HOW TO COMPLETE THIS TASK:
What is the number of lines in the entries that contain the word "EnglishProductSubcategoryName"? Answer with that figure alone.

Stored data:

↓

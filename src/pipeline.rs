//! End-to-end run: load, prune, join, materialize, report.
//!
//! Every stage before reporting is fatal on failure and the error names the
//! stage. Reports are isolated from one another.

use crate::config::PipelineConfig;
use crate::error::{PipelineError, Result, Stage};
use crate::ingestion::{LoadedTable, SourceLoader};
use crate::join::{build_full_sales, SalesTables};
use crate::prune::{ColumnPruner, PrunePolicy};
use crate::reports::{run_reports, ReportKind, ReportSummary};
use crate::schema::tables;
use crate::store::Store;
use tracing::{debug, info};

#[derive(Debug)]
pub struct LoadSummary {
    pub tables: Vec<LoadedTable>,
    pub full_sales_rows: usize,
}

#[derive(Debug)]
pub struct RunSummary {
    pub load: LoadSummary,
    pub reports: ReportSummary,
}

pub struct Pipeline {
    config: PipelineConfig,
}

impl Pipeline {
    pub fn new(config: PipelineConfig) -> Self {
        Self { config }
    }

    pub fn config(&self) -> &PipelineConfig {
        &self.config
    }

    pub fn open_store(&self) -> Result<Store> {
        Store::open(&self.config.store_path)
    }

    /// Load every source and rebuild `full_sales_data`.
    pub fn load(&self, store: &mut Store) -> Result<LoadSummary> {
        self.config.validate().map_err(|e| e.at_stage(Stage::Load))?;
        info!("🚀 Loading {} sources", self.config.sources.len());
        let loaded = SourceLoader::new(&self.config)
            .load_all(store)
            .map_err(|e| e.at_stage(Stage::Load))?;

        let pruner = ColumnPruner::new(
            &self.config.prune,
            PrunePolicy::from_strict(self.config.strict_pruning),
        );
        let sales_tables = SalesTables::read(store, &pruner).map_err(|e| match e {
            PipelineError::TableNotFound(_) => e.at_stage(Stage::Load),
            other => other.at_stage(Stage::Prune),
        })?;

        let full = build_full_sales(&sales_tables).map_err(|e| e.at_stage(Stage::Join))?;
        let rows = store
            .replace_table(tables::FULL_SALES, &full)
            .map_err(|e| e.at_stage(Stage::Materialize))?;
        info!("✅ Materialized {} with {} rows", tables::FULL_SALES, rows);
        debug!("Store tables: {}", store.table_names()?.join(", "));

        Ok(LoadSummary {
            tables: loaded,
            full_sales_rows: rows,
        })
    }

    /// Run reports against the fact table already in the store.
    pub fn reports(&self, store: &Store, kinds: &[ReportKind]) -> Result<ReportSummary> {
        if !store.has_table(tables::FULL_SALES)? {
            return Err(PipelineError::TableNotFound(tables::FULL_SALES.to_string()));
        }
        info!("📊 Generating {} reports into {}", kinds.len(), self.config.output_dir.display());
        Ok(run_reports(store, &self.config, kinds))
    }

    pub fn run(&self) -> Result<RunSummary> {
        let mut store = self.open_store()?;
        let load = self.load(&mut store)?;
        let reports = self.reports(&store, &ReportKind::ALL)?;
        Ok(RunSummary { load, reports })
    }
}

↑
↓

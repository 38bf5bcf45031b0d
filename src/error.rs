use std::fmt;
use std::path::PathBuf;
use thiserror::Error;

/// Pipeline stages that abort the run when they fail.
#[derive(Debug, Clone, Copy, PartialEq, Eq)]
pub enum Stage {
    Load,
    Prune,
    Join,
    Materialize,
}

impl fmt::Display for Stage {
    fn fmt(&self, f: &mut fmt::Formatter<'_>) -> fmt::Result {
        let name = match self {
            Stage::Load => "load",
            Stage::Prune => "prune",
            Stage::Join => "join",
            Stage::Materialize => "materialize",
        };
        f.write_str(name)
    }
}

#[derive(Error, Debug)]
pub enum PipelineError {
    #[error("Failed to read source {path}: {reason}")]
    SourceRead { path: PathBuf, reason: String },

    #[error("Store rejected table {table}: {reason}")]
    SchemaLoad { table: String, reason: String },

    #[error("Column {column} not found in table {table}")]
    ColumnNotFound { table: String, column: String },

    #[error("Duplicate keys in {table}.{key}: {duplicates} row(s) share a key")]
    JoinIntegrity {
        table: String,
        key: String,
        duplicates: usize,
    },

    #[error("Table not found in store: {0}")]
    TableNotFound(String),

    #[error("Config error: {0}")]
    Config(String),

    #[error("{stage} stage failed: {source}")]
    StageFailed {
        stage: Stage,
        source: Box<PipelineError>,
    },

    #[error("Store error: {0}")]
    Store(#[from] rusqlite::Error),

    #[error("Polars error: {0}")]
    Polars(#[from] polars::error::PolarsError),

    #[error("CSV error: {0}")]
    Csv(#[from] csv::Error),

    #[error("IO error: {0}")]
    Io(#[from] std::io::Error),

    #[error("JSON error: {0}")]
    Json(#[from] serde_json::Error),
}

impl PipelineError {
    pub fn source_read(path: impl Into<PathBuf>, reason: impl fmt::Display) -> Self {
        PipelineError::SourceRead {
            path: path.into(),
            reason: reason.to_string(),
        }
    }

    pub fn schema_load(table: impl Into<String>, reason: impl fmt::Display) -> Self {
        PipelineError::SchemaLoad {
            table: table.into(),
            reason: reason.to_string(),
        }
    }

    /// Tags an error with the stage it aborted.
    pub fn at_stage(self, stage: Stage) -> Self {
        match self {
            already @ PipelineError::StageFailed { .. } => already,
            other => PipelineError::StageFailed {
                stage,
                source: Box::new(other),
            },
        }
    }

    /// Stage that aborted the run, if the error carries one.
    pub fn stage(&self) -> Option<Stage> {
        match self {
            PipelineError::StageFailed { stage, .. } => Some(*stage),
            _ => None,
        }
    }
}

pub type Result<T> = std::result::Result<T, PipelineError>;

↑
↓

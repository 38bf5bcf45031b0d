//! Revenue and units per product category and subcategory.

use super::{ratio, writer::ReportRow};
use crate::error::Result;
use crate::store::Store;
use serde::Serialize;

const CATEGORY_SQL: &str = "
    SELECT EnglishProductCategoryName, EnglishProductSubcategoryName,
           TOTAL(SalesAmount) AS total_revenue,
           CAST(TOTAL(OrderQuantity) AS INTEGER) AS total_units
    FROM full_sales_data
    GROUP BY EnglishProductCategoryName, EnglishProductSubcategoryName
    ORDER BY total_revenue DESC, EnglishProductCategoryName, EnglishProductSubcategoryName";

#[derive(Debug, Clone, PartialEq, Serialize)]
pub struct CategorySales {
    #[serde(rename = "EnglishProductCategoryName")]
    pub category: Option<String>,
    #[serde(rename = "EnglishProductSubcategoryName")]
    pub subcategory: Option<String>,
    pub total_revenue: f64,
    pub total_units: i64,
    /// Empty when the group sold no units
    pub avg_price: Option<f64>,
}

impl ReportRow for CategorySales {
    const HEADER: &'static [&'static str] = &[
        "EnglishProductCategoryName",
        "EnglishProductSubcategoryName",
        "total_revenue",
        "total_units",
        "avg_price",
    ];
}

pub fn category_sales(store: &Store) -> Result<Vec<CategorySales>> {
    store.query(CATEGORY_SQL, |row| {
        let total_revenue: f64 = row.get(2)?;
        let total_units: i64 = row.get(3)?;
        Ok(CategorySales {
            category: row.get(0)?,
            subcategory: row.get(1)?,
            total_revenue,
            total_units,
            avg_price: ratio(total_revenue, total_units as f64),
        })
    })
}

↑

WRITTEN SOLUTION:
5